The task: Take every line from the records below that includes the word "cloned".
::::
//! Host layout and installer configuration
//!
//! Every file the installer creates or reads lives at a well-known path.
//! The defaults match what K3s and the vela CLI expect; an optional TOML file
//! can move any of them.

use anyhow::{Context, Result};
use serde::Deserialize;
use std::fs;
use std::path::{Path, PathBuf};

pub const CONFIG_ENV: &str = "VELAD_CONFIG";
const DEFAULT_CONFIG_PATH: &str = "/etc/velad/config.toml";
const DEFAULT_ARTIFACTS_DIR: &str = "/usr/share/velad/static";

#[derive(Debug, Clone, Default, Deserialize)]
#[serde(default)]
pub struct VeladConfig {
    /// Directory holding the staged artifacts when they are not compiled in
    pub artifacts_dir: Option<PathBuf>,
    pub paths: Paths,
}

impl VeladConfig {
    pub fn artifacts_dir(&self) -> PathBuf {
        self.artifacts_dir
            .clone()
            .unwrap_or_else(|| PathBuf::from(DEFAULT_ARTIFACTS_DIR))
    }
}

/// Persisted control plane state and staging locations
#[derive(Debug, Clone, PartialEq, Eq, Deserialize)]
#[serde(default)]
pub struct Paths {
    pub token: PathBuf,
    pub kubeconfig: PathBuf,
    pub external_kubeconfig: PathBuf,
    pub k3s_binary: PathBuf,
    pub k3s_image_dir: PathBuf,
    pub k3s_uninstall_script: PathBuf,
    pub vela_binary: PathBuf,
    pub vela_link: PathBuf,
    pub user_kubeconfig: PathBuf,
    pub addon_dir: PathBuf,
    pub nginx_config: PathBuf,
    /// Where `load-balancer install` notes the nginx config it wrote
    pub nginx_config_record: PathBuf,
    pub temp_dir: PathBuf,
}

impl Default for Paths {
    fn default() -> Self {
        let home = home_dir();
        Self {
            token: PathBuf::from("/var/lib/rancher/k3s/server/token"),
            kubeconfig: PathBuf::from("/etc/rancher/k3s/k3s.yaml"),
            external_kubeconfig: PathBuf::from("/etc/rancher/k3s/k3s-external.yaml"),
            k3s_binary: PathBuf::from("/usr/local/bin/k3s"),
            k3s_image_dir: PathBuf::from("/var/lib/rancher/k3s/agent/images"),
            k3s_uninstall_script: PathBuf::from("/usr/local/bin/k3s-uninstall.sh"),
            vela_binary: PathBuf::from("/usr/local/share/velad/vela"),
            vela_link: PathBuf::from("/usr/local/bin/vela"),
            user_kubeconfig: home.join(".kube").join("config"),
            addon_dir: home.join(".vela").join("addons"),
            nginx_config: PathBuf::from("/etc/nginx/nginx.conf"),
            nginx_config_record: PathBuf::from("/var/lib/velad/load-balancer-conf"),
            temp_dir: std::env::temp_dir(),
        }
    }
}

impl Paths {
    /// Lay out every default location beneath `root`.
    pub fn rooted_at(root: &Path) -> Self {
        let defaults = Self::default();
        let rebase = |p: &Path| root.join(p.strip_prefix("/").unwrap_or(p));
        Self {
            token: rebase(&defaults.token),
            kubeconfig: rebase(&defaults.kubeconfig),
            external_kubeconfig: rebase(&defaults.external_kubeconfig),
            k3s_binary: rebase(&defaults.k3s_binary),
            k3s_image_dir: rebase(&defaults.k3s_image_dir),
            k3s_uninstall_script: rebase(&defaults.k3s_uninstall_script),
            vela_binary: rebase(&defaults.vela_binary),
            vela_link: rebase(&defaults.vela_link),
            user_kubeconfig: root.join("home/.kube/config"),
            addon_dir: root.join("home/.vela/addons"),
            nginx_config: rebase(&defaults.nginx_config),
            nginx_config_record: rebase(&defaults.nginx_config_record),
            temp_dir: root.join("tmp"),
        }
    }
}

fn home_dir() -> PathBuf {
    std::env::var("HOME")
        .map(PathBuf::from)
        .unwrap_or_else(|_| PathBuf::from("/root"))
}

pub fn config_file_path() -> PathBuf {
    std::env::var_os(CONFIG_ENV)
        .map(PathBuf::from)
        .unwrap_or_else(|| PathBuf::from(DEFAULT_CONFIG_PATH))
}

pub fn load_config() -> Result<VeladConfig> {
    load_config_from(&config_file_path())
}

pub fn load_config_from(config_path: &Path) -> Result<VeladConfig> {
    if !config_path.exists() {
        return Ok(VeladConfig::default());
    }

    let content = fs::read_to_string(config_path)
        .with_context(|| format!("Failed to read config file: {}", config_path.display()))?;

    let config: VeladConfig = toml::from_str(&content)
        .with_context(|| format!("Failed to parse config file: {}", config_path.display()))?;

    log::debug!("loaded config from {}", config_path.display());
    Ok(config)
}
::::
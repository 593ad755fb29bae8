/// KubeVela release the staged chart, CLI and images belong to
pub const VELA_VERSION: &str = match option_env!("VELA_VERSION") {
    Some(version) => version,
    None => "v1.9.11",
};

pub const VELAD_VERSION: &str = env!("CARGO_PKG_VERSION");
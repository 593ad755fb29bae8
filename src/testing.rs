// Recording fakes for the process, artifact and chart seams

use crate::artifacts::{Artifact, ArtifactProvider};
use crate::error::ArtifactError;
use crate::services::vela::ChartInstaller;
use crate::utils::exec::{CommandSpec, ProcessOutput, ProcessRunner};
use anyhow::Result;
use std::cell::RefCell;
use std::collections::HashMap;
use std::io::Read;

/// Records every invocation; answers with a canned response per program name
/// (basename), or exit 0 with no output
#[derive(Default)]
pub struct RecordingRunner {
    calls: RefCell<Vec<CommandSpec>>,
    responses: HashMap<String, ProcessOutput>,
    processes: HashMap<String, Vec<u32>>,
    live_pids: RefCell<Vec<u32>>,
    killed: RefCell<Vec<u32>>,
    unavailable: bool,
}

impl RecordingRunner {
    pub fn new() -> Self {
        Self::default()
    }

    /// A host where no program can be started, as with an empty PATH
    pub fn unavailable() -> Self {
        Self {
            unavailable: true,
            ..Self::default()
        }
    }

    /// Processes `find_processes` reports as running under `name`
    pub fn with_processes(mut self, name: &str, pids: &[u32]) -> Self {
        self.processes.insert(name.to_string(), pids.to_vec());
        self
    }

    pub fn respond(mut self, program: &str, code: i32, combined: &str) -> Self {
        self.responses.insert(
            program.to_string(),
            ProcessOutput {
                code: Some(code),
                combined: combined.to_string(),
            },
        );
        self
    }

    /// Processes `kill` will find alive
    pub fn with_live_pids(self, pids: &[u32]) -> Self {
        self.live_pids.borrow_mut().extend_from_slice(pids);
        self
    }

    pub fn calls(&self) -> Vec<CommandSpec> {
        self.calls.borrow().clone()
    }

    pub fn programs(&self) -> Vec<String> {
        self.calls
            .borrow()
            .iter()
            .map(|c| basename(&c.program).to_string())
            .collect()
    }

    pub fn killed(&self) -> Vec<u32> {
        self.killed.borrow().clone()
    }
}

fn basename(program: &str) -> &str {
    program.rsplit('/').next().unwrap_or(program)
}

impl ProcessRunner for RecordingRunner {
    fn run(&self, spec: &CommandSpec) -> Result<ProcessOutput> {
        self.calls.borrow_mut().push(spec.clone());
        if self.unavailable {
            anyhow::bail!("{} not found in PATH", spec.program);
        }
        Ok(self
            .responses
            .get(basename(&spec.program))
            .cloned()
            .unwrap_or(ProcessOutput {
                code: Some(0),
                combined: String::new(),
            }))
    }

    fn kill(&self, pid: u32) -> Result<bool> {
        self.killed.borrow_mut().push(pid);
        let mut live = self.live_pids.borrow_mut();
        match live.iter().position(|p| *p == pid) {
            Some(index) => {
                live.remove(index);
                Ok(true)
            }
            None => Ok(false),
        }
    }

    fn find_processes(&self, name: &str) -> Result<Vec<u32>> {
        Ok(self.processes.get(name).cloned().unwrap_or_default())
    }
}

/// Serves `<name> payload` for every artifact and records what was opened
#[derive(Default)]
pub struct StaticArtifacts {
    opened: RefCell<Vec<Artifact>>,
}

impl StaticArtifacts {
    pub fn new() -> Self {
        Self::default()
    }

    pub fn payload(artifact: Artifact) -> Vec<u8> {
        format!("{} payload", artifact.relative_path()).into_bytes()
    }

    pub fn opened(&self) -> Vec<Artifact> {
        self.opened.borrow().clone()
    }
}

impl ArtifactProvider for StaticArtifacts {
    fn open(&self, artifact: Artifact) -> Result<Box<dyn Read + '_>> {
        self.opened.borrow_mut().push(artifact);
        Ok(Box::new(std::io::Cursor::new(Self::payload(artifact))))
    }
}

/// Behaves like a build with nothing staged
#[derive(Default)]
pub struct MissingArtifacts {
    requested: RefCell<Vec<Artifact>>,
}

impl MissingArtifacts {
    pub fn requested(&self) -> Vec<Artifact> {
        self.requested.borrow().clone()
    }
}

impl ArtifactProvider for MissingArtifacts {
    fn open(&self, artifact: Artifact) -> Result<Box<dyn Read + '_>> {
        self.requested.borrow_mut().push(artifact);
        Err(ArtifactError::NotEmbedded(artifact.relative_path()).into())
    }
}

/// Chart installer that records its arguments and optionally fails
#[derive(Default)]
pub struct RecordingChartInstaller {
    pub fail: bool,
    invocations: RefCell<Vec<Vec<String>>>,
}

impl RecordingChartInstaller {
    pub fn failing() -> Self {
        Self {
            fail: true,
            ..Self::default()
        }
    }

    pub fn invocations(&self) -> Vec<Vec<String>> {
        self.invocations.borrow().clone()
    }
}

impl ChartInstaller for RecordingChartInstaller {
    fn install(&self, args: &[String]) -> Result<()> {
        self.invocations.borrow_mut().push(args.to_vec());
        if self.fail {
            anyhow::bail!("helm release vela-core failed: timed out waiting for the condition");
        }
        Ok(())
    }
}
::::
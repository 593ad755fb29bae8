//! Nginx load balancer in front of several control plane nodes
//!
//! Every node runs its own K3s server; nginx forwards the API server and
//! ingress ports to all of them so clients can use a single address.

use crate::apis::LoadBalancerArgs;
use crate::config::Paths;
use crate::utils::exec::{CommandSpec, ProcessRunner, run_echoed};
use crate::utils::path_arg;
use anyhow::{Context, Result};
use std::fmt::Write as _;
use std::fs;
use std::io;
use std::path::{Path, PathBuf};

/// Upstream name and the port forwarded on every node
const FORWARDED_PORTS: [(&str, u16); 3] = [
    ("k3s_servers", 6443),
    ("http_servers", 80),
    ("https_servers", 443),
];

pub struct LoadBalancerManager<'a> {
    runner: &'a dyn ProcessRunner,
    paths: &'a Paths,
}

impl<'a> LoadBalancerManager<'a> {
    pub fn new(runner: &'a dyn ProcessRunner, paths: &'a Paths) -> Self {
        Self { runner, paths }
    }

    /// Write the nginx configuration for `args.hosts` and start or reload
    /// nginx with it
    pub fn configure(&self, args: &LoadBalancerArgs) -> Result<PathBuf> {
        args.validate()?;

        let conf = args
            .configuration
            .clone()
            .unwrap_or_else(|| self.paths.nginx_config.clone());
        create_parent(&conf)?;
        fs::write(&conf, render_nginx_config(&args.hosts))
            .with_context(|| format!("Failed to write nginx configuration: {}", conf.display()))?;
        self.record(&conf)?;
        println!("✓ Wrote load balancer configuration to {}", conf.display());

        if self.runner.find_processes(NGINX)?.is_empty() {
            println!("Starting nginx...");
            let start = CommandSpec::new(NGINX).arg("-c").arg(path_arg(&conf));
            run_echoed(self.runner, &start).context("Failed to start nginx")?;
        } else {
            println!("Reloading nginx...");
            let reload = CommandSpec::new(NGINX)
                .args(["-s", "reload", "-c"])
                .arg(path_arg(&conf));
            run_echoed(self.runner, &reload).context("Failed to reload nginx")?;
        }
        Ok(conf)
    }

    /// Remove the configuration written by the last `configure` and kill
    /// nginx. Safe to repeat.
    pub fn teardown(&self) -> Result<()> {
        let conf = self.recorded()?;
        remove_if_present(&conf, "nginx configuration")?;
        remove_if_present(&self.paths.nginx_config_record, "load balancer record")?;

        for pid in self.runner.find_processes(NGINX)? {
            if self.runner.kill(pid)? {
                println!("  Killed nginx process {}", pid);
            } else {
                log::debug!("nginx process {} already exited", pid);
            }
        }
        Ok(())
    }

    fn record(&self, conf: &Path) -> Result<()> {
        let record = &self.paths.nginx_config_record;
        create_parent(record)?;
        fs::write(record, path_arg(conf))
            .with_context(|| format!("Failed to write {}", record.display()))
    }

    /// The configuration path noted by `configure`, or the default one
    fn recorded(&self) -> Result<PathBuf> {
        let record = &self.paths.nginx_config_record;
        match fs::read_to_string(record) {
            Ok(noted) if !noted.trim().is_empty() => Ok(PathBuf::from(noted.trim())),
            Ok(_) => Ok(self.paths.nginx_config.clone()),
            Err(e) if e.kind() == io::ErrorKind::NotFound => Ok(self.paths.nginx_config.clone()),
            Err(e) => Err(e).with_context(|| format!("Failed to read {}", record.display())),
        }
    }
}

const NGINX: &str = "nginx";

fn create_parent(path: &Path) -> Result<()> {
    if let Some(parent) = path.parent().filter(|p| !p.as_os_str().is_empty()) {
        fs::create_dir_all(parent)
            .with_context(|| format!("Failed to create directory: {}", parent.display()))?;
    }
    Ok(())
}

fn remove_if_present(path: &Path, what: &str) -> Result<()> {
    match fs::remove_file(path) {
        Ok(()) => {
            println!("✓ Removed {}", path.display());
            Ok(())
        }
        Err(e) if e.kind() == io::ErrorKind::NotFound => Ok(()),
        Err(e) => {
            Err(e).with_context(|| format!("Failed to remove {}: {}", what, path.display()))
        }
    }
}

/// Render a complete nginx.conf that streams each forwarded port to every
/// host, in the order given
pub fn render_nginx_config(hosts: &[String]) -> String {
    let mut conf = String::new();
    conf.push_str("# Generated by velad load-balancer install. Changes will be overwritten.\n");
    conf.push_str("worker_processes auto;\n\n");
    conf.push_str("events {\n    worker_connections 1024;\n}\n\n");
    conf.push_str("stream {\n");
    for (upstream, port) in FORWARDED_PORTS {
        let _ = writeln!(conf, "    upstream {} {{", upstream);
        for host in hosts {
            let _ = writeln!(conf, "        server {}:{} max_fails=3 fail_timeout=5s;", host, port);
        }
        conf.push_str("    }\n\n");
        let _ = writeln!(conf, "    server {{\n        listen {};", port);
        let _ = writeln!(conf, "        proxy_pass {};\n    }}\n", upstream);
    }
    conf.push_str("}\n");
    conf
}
::::
Task response:
            .cloned()
        Ok(self.processes.get(name).cloned().unwrap_or_default())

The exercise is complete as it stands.